use super::{get_text, Adapter, ErrorPolicy};
use crate::model::{Event, EventCategory};
use anyhow::{Context, Result};

const EVENTS_FEED: &str = "https://www.phillyvoice.com/feed/section/events/";
const SOURCE: &str = "PhillyVoice";

#[derive(Debug, Clone, PartialEq, Eq, Default)]
pub struct EventsParams {
    pub postal_code: String,
    /// `None` keeps every category.
    pub category: Option<EventCategory>,
}

pub struct EventsAdapter {
    feed_url: String,
}

impl EventsAdapter {
    pub fn new(feed_url: impl Into<String>) -> Self {
        Self {
            feed_url: feed_url.into(),
        }
    }
}

impl Default for EventsAdapter {
    fn default() -> Self {
        Self::new(EVENTS_FEED)
    }
}

impl Adapter for EventsAdapter {
    type Params = EventsParams;
    type Output = Vec<Event>;

    fn name(&self) -> &'static str {
        "events"
    }

    fn error_policy(&self) -> ErrorPolicy {
        ErrorPolicy::Fallback
    }

    fn fetch(&self, params: &EventsParams) -> Result<Vec<Event>> {
        let body = get_text(
            &self.feed_url,
            "application/rss+xml, application/xml, text/xml",
        )?;
        let events = parse_feed(body.as_bytes(), chrono::Utc::now().timestamp())?;
        Ok(filter_category(events, params.category))
    }

    /// An unreachable feed shows as "no events" rather than invented ones.
    fn fallback(&self, _params: &EventsParams) -> Option<Vec<Event>> {
        Some(Vec::new())
    }
}

pub(crate) fn parse_feed(bytes: &[u8], now: i64) -> Result<Vec<Event>> {
    let feed = feed_rs::parser::parse(bytes).context("parse events feed")?;
    Ok(feed
        .entries
        .into_iter()
        .enumerate()
        .filter_map(|(idx, entry)| {
            let title = entry.title.map(|t| t.content.trim().to_string())?;
            let url = entry.links.first().map(|l| l.href.trim().to_string())?;
            if title.is_empty() || url.is_empty() {
                return None;
            }
            let terms: Vec<String> = entry.categories.iter().map(|c| c.term.clone()).collect();
            Some(Event {
                id: format!("pv-event-{idx}"),
                title,
                description: entry
                    .summary
                    .map(|s| s.content.trim().to_string())
                    .unwrap_or_default(),
                date: entry
                    .published
                    .or(entry.updated)
                    .map(|d| d.timestamp())
                    .unwrap_or(now),
                location: "Philadelphia Area".into(),
                category: EventCategory::classify(&terms),
                source: SOURCE.into(),
                url,
            })
        })
        .collect())
}

pub fn filter_category(events: Vec<Event>, category: Option<EventCategory>) -> Vec<Event> {
    match category {
        Some(category) => events
            .into_iter()
            .filter(|e| e.category == category)
            .collect(),
        None => events,
    }
}

#[cfg(test)]
mod tests {
    use super::*;

    const RSS: &str = r#"<?xml version="1.0" encoding="UTF-8"?>
<rss version="2.0">
  <channel>
    <title>Events</title>
    <link>https://www.phillyvoice.com</link>
    <description>Events</description>
    <item>
      <title>Jazz on the River</title>
      <link>https://www.phillyvoice.com/jazz</link>
      <description>Live music by the Schuylkill</description>
      <category>Music</category>
      <pubDate>Mon, 03 Jun 2024 14:00:00 GMT</pubDate>
    </item>
    <item>
      <title>Family Fun Day</title>
      <link>https://www.phillyvoice.com/family</link>
      <category>Family-friendly</category>
    </item>
    <item>
      <title></title>
      <link>https://www.phillyvoice.com/untitled</link>
    </item>
  </channel>
</rss>"#;

    #[test]
    fn parses_and_classifies_items() {
        let events = parse_feed(RSS.as_bytes(), 99).unwrap();
        assert_eq!(events.len(), 2);
        assert_eq!(events[0].title, "Jazz on the River");
        assert_eq!(events[0].category, EventCategory::Concert);
        assert_eq!(events[0].source, SOURCE);
        assert_eq!(events[1].category, EventCategory::Family);
        assert_eq!(events[1].date, 99);
    }

    #[test]
    fn filters_by_category() {
        let events = parse_feed(RSS.as_bytes(), 0).unwrap();
        let family = filter_category(events.clone(), Some(EventCategory::Family));
        assert_eq!(family.len(), 1);
        assert_eq!(filter_category(events, None).len(), 2);
    }

    #[test]
    fn garbage_is_an_error() {
        assert!(parse_feed(b"not a feed", 0).is_err());
    }
}
//! Per-widget fetch lifecycle.
//!
//! A widget starts in [`WidgetStatus::Loading`] and settles into `Loaded`,
//! `Empty` or `Error` once its adapter returns. Every request is tagged with
//! a [`FetchTicket`]; only the most recently issued ticket may settle, so a
//! slow response cannot overwrite the result of a newer refresh.

use crate::model::{CivicRecords, MarketData, SystemMetrics, TrafficData, TransitUpdates, WeatherData};
use crate::sources::{resolve, Adapter, DataOrigin, Fetched};
use chrono::{DateTime, Local};
use std::sync::mpsc::{channel, Receiver, Sender, TryRecvError};
use std::sync::Arc;

#[derive(Debug, Clone, PartialEq, Eq)]
pub enum WidgetStatus {
    Loading,
    Loaded,
    Empty,
    Error(String),
}

/// Payloads that may legitimately contain nothing.
pub trait Payload {
    fn is_empty_payload(&self) -> bool {
        false
    }
}

impl<T> Payload for Vec<T> {
    fn is_empty_payload(&self) -> bool {
        self.is_empty()
    }
}

impl Payload for WeatherData {}
impl Payload for TrafficData {}
impl Payload for MarketData {}
impl Payload for SystemMetrics {}

impl Payload for TransitUpdates {
    fn is_empty_payload(&self) -> bool {
        self.is_empty()
    }
}

impl Payload for CivicRecords {
    fn is_empty_payload(&self) -> bool {
        self.is_empty()
    }
}

/// Whether a fallback payload is shown as data or treated as a failure.
#[derive(Debug, Clone, Copy, PartialEq, Eq, Default)]
pub enum FallbackHandling {
    #[default]
    ShowData,
    ShowError,
}

#[derive(Debug, Clone, Copy, PartialEq, Eq, PartialOrd, Ord, Hash)]
pub struct FetchTicket(u64);

impl FetchTicket {
    pub fn generation(&self) -> u64 {
        self.0
    }
}

/// Result of handing an adapter outcome to [`WidgetLifecycle::settle`].
#[derive(Debug, Clone, Copy, PartialEq, Eq)]
pub enum Settled {
    /// A newer request was issued; the outcome was discarded.
    Stale,
    Succeeded,
    Failed,
}

pub struct WidgetLifecycle<T> {
    status: WidgetStatus,
    data: Option<T>,
    origin: Option<DataOrigin>,
    issued: u64,
    last_fetched: Option<DateTime<Local>>,
    fallback: FallbackHandling,
}

impl<T: Payload> WidgetLifecycle<T> {
    pub fn new(fallback: FallbackHandling) -> Self {
        Self {
            status: WidgetStatus::Loading,
            data: None,
            origin: None,
            issued: 0,
            last_fetched: None,
            fallback,
        }
    }

    /// Enter `Loading` for a new request. Data from earlier fetches stays
    /// available while the request is in flight.
    pub fn begin(&mut self) -> FetchTicket {
        self.issued += 1;
        self.status = WidgetStatus::Loading;
        FetchTicket(self.issued)
    }

    pub fn settle(&mut self, ticket: FetchTicket, outcome: anyhow::Result<Fetched<T>>) -> Settled {
        if ticket.0 != self.issued {
            tracing::debug!(
                ticket = ticket.0,
                latest = self.issued,
                "discarding superseded fetch result"
            );
            return Settled::Stale;
        }
        match outcome {
            Ok(fetched)
                if fetched.origin == DataOrigin::Fallback
                    && self.fallback == FallbackHandling::ShowError =>
            {
                self.status = WidgetStatus::Error("Source unavailable".into());
                Settled::Failed
            }
            Ok(fetched) => {
                self.status = if fetched.data.is_empty_payload() {
                    WidgetStatus::Empty
                } else {
                    WidgetStatus::Loaded
                };
                self.data = Some(fetched.data);
                self.origin = Some(fetched.origin);
                self.last_fetched = Some(Local::now());
                Settled::Succeeded
            }
            Err(err) => {
                self.status = WidgetStatus::Error(format!("{err:#}"));
                Settled::Failed
            }
        }
    }

    pub fn status(&self) -> &WidgetStatus {
        &self.status
    }

    pub fn is_loading(&self) -> bool {
        self.status == WidgetStatus::Loading
    }

    /// Last successfully fetched payload, kept across failed refreshes.
    pub fn data(&self) -> Option<&T> {
        self.data.as_ref()
    }

    pub fn shows_fallback(&self) -> bool {
        self.origin == Some(DataOrigin::Fallback)
    }

    pub fn last_fetched(&self) -> Option<DateTime<Local>> {
        self.last_fetched
    }

    pub fn latest_ticket(&self) -> FetchTicket {
        FetchTicket(self.issued)
    }
}

type FetchMessage<T> = (FetchTicket, anyhow::Result<Fetched<T>>);

/// Binds an adapter to a widget lifecycle.
///
/// [`request`](Self::request) runs the adapter on a background thread and
/// returns at once; [`poll`](Self::poll) applies whatever has arrived.
/// Dropping the feed drops the receiving end, so responses arriving after
/// the widget is gone are discarded.
pub struct Feed<A: Adapter> {
    adapter: Arc<A>,
    lifecycle: WidgetLifecycle<A::Output>,
    tx: Sender<FetchMessage<A::Output>>,
    rx: Receiver<FetchMessage<A::Output>>,
}

impl<A> Feed<A>
where
    A: Adapter,
    A::Output: Payload,
{
    pub fn new(adapter: A, fallback: FallbackHandling) -> Self {
        let (tx, rx) = channel();
        Self {
            adapter: Arc::new(adapter),
            lifecycle: WidgetLifecycle::new(fallback),
            tx,
            rx,
        }
    }

    pub fn request(&mut self, params: A::Params) -> FetchTicket {
        let ticket = self.lifecycle.begin();
        let adapter = Arc::clone(&self.adapter);
        let tx = self.tx.clone();
        let name = adapter.name();
        let spawned = std::thread::Builder::new()
            .name(format!("fetch-{name}"))
            .spawn(move || {
                let outcome = resolve(adapter.as_ref(), &params);
                // The widget may have been unmounted meanwhile.
                let _ = tx.send((ticket, outcome));
            });
        if let Err(e) = spawned {
            tracing::error!(adapter = name, error = %e, "failed to spawn fetch thread");
            self.queue_failure(ticket, anyhow::anyhow!("failed to start fetch: {e}"));
        }
        ticket
    }

    /// Report a request that never reached the adapter through the same
    /// channel as worker results, so the next [`poll`](Self::poll) sees it.
    fn queue_failure(&self, ticket: FetchTicket, err: anyhow::Error) {
        // `self` holds the receiver, so the send cannot fail.
        let _ = self.tx.send((ticket, Err(err)));
    }

    /// Apply every settled response. Returns the outcome of the last
    /// response that was not stale, if any.
    pub fn poll(&mut self) -> Option<Settled> {
        let mut latest = None;
        loop {
            match self.rx.try_recv() {
                Ok((ticket, outcome)) => match self.lifecycle.settle(ticket, outcome) {
                    Settled::Stale => {}
                    settled => latest = Some(settled),
                },
                Err(TryRecvError::Empty) => break,
                Err(TryRecvError::Disconnected) => break,
            }
        }
        latest
    }

    pub fn lifecycle(&self) -> &WidgetLifecycle<A::Output> {
        &self.lifecycle
    }

    pub fn status(&self) -> &WidgetStatus {
        self.lifecycle.status()
    }

    pub fn data(&self) -> Option<&A::Output> {
        self.lifecycle.data()
    }
}

/// Poll `done` until it holds or five seconds pass.
#[cfg(test)]
pub(crate) fn wait_until(mut done: impl FnMut() -> bool) -> bool {
    let deadline = std::time::Instant::now() + std::time::Duration::from_secs(5);
    while std::time::Instant::now() < deadline {
        if done() {
            return true;
        }
        std::thread::sleep(std::time::Duration::from_millis(5));
    }
    false
}

#[cfg(test)]
pub(crate) fn wait_for_settle<A>(feed: &mut Feed<A>) -> Option<Settled>
where
    A: Adapter,
    A::Output: Payload,
{
    let mut settled = None;
    wait_until(|| {
        settled = feed.poll();
        settled.is_some()
    });
    settled
}
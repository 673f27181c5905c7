//! Payload types produced by the data source adapters and shared between
//! widgets through the dashboard store.

use serde::{Deserialize, Serialize};

#[derive(Debug, Clone, PartialEq, Serialize, Deserialize)]
pub struct WeatherData {
    pub temperature: i32,
    pub condition: String,
    pub icon: WeatherIcon,
    pub feels_like: i32,
    pub humidity: u8,
    pub wind_speed: u32,
    pub forecast: Vec<DayForecast>,
}

#[derive(Debug, Clone, PartialEq, Serialize, Deserialize)]
pub struct DayForecast {
    pub day: String,
    pub full_day: Option<String>,
    pub condition: String,
    pub icon: WeatherIcon,
    pub high: i32,
    pub low: i32,
}

#[derive(Debug, Clone, Copy, PartialEq, Eq, Serialize, Deserialize)]
#[serde(rename_all = "kebab-case")]
pub enum WeatherIcon {
    Sun,
    CloudSun,
    Cloud,
    CloudRain,
    CloudSnow,
    CloudLightning,
}

impl WeatherIcon {
    /// Map a short forecast description ("Mostly Cloudy", "Chance Rain
    /// Showers") to an icon. Unrecognised text maps to `CloudSun`.
    pub fn from_description(description: &str) -> Self {
        let desc = description.to_lowercase();
        if desc.contains("sunny") || desc.contains("clear") {
            WeatherIcon::Sun
        } else if desc.contains("partly cloudy") || desc.contains("mostly cloudy") {
            WeatherIcon::CloudSun
        } else if desc.contains("cloudy") || desc.contains("overcast") {
            WeatherIcon::Cloud
        } else if desc.contains("rain") || desc.contains("showers") {
            WeatherIcon::CloudRain
        } else if desc.contains("snow") {
            WeatherIcon::CloudSnow
        } else if desc.contains("thunder") || desc.contains("storm") {
            WeatherIcon::CloudLightning
        } else {
            WeatherIcon::CloudSun
        }
    }

    pub fn glyph(&self) -> &'static str {
        match self {
            WeatherIcon::Sun => "☀",
            WeatherIcon::CloudSun => "⛅",
            WeatherIcon::Cloud => "☁",
            WeatherIcon::CloudRain => "🌧",
            WeatherIcon::CloudSnow => "🌨",
            WeatherIcon::CloudLightning => "🌩",
        }
    }
}

#[derive(Debug, Clone, PartialEq, Serialize, Deserialize)]
pub struct NewsItem {
    pub id: String,
    pub title: String,
    pub source: String,
    pub url: String,
    /// Unix timestamp in seconds.
    pub published_at: i64,
}

#[derive(Debug, Clone, Copy, PartialEq, Eq, Serialize, Deserialize)]
#[serde(rename_all = "lowercase")]
pub enum TrafficStatus {
    Light,
    Moderate,
    Heavy,
}

impl TrafficStatus {
    pub fn label(&self) -> &'static str {
        match self {
            TrafficStatus::Light => "Light",
            TrafficStatus::Moderate => "Moderate",
            TrafficStatus::Heavy => "Heavy",
        }
    }
}

#[derive(Debug, Clone, PartialEq, Serialize, Deserialize)]
pub struct TrafficIncident {
    pub id: String,
    pub kind: String,
    pub description: String,
    pub location: String,
}

#[derive(Debug, Clone, PartialEq, Serialize, Deserialize)]
pub struct TrafficData {
    pub status: TrafficStatus,
    pub incidents: Vec<TrafficIncident>,
    /// Estimated commute in minutes.
    pub commute_time: u32,
}

#[derive(Debug, Clone, Copy, PartialEq, Eq, Hash, Serialize, Deserialize)]
#[serde(rename_all = "lowercase")]
pub enum EventCategory {
    Concert,
    Festival,
    Sports,
    Tech,
    Community,
    Entertainment,
    Pride,
    Health,
    Outdoors,
    Education,
    Family,
    Holiday,
    Other,
}

impl EventCategory {
    pub const ALL: [EventCategory; 13] = [
        EventCategory::Concert,
        EventCategory::Festival,
        EventCategory::Sports,
        EventCategory::Tech,
        EventCategory::Community,
        EventCategory::Entertainment,
        EventCategory::Pride,
        EventCategory::Health,
        EventCategory::Outdoors,
        EventCategory::Education,
        EventCategory::Family,
        EventCategory::Holiday,
        EventCategory::Other,
    ];

    pub fn label(&self) -> &'static str {
        match self {
            EventCategory::Concert => "Concerts",
            EventCategory::Festival => "Festivals",
            EventCategory::Sports => "Sports",
            EventCategory::Tech => "Tech",
            EventCategory::Community => "Community",
            EventCategory::Entertainment => "Entertainment",
            EventCategory::Pride => "Pride",
            EventCategory::Health => "Health",
            EventCategory::Outdoors => "Outdoors",
            EventCategory::Education => "Education",
            EventCategory::Family => "Family",
            EventCategory::Holiday => "Holiday",
            EventCategory::Other => "Other",
        }
    }

    /// Classify a feed item by its category terms. The first matching rule
    /// wins, in the order of the rules below.
    pub fn classify<S: AsRef<str>>(terms: &[S]) -> Self {
        const RULES: &[(EventCategory, &[&str])] = &[
            (EventCategory::Concert, &["concert", "music", "dj"]),
            (EventCategory::Festival, &["festival"]),
            (EventCategory::Sports, &["sport"]),
            (EventCategory::Tech, &["tech"]),
            (EventCategory::Community, &["community", "charity"]),
            (EventCategory::Entertainment, &["entertainment", "events"]),
            (EventCategory::Pride, &["pride", "lgbtq"]),
            (EventCategory::Health, &["health", "wellness"]),
            (EventCategory::Outdoors, &["outdoor"]),
            (
                EventCategory::Education,
                &["education", "environmental", "schuylkill"],
            ),
            (EventCategory::Family, &["family"]),
            (EventCategory::Holiday, &["holiday", "juneteenth"]),
        ];
        let lowered: Vec<String> = terms.iter().map(|t| t.as_ref().to_lowercase()).collect();
        RULES
            .iter()
            .find(|(_, needles)| {
                lowered
                    .iter()
                    .any(|term| needles.iter().any(|needle| term.contains(needle)))
            })
            .map(|(category, _)| *category)
            .unwrap_or(EventCategory::Other)
    }
}

#[derive(Debug, Clone, PartialEq, Serialize, Deserialize)]
pub struct Event {
    pub id: String,
    pub title: String,
    pub description: String,
    /// Unix timestamp in seconds.
    pub date: i64,
    pub location: String,
    pub category: EventCategory,
    pub source: String,
    pub url: String,
}

#[derive(Debug, Clone, PartialEq, Serialize, Deserialize)]
pub struct RedditPost {
    pub id: String,
    pub title: String,
    pub url: String,
    pub score: i64,
    pub num_comments: u64,
    /// Unix timestamp in seconds.
    pub created: i64,
    pub subreddit: String,
    pub author: String,
    #[serde(default)]
    pub content: Option<String>,
}

#[derive(Debug, Clone, Copy, PartialEq, Serialize, Deserialize)]
pub struct PricePoint {
    pub timestamp: i64,
    pub price: f64,
}

#[derive(Debug, Clone, PartialEq, Serialize, Deserialize)]
pub struct IndexQuote {
    pub price: f64,
    pub change: f64,
    pub change_percent: f64,
    pub history: Vec<PricePoint>,
}

#[derive(Debug, Clone, Copy, PartialEq, Eq, Serialize, Deserialize)]
pub enum FearGreedRating {
    ExtremeFear,
    Fear,
    Neutral,
    Greed,
    ExtremeGreed,
}

impl FearGreedRating {
    pub fn from_value(value: u8) -> Self {
        match value {
            0..=24 => FearGreedRating::ExtremeFear,
            25..=44 => FearGreedRating::Fear,
            45..=55 => FearGreedRating::Neutral,
            56..=75 => FearGreedRating::Greed,
            _ => FearGreedRating::ExtremeGreed,
        }
    }

    pub fn label(&self) -> &'static str {
        match self {
            FearGreedRating::ExtremeFear => "Extreme Fear",
            FearGreedRating::Fear => "Fear",
            FearGreedRating::Neutral => "Neutral",
            FearGreedRating::Greed => "Greed",
            FearGreedRating::ExtremeGreed => "Extreme Greed",
        }
    }
}

#[derive(Debug, Clone, PartialEq, Serialize, Deserialize)]
pub struct FearGreedIndex {
    pub value: u8,
    pub rating: FearGreedRating,
    pub previous_close: u8,
    pub previous_week: u8,
    pub previous_month: u8,
}

#[derive(Debug, Clone, PartialEq, Serialize, Deserialize)]
pub struct MortgageRates {
    pub thirty_year: f64,
    pub fifteen_year: f64,
    pub five_one_arm: f64,
}

#[derive(Debug, Clone, PartialEq, Serialize, Deserialize)]
pub struct MarketData {
    pub sp500: IndexQuote,
    pub fear_greed: FearGreedIndex,
    pub mortgage_rates: MortgageRates,
}

#[derive(Debug, Clone, PartialEq, Serialize, Deserialize)]
pub struct SystemMetrics {
    pub host_name: Option<String>,
    pub os: Option<String>,
    pub cpu_count: usize,
    pub cpu_percent: f32,
    pub mem_used: u64,
    pub mem_total: u64,
    pub disk_used: u64,
    pub disk_total: u64,
    pub uptime_secs: u64,
}

impl SystemMetrics {
    pub fn mem_percent(&self) -> f32 {
        percent(self.mem_used, self.mem_total)
    }

    pub fn disk_percent(&self) -> f32 {
        percent(self.disk_used, self.disk_total)
    }
}

fn percent(used: u64, total: u64) -> f32 {
    if total == 0 {
        0.0
    } else {
        (used as f64 / total as f64 * 100.0) as f32
    }
}

/// Service alert for one SEPTA route. Routes without an active message are
/// still listed.
#[derive(Debug, Clone, PartialEq, Serialize, Deserialize)]
pub struct SeptaAlert {
    pub id: String,
    pub route_id: String,
    pub route_name: String,
    pub current_message: Option<String>,
    pub advisory_message: Option<String>,
    pub detour_message: Option<String>,
    pub detour_start_location: Option<String>,
    pub last_updated: String,
}

impl SeptaAlert {
    /// First message present, in current, advisory, detour order.
    pub fn headline(&self) -> Option<&str> {
        self.current_message
            .as_deref()
            .or(self.advisory_message.as_deref())
            .or(self.detour_message.as_deref())
    }

    pub fn is_bus(&self) -> bool {
        self.route_id.starts_with("bus_route_")
            || (!self.route_id.is_empty() && self.route_id.chars().all(|c| c.is_ascii_digit()))
    }

    pub fn is_rail(&self) -> bool {
        let name = self.route_name.to_lowercase();
        self.route_id.starts_with("rr_route_")
            || ["line", "subway", "train"].iter().any(|w| name.contains(w))
    }
}

#[derive(Debug, Clone, PartialEq, Serialize, Deserialize)]
pub struct BusDetour {
    pub id: String,
    pub route_id: String,
    pub direction: String,
    pub reason: String,
    pub start_location: String,
    pub end_location: String,
    pub start_time: String,
    pub end_time: String,
    pub message: String,
}

#[derive(Debug, Clone, PartialEq, Serialize, Deserialize)]
pub struct ElevatorOutage {
    pub id: String,
    pub line: String,
    pub station: String,
    pub elevator: String,
    pub message: String,
    pub alternate_url: Option<String>,
}

/// One of the SEPTA feeds, as selected in the transit widget.
#[derive(Debug, Clone, PartialEq, Serialize, Deserialize)]
pub enum TransitUpdates {
    Alerts(Vec<SeptaAlert>),
    Detours(Vec<BusDetour>),
    Elevators(Vec<ElevatorOutage>),
}

impl TransitUpdates {
    pub fn len(&self) -> usize {
        match self {
            TransitUpdates::Alerts(items) => items.len(),
            TransitUpdates::Detours(items) => items.len(),
            TransitUpdates::Elevators(items) => items.len(),
        }
    }

    pub fn is_empty(&self) -> bool {
        self.len() == 0
    }
}

#[derive(Debug, Clone, PartialEq, Serialize, Deserialize)]
pub struct TobaccoPermit {
    pub id: String,
    pub business_name: String,
    pub street_address: String,
    pub permit_year: String,
    pub latitude: f64,
    pub longitude: f64,
}

#[derive(Debug, Clone, PartialEq, Serialize, Deserialize)]
pub struct Demolition {
    pub id: String,
    pub address: String,
    pub demolition_date: String,
    pub reason: String,
    pub latitude: f64,
    pub longitude: f64,
}

#[derive(Debug, Clone, PartialEq, Serialize, Deserialize)]
pub struct Landmark {
    pub id: String,
    pub name: String,
    pub subtype: String,
    pub parent_name: String,
    pub latitude: f64,
    pub longitude: f64,
}

/// Records from one of the city's open datasets.
#[derive(Debug, Clone, PartialEq, Serialize, Deserialize)]
pub enum CivicRecords {
    Permits(Vec<TobaccoPermit>),
    Demolitions(Vec<Demolition>),
    Landmarks(Vec<Landmark>),
}

impl CivicRecords {
    pub fn len(&self) -> usize {
        match self {
            CivicRecords::Permits(items) => items.len(),
            CivicRecords::Demolitions(items) => items.len(),
            CivicRecords::Landmarks(items) => items.len(),
        }
    }

    pub fn is_empty(&self) -> bool {
        self.len() == 0
    }
}

/// Format an age relative to `now` the way feed listings show it: `12m ago`,
/// `3h ago`, `2d ago`.
pub fn relative_age(timestamp: i64, now: i64) -> String {
    let diff = (now - timestamp).max(0);
    if diff < 3600 {
        format!("{}m ago", diff / 60)
    } else if diff < 86_400 {
        format!("{}h ago", diff / 3600)
    } else {
        format!("{}d ago", diff / 86_400)
    }
}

++++++++++

• [Work instructions] Whenever the word "Output" occurs in a line above, copy that line.

• [Response to this exercise]
    type Output = Vec<Event>;
    lifecycle: WidgetLifecycle<A::Output>,
    tx: Sender<FetchMessage<A::Output>>,
    rx: Receiver<FetchMessage<A::Output>>,
    A::Output: Payload,
    pub fn lifecycle(&self) -> &WidgetLifecycle<A::Output> {
    pub fn data(&self) -> Option<&A::Output> {
    A::Output: Payload,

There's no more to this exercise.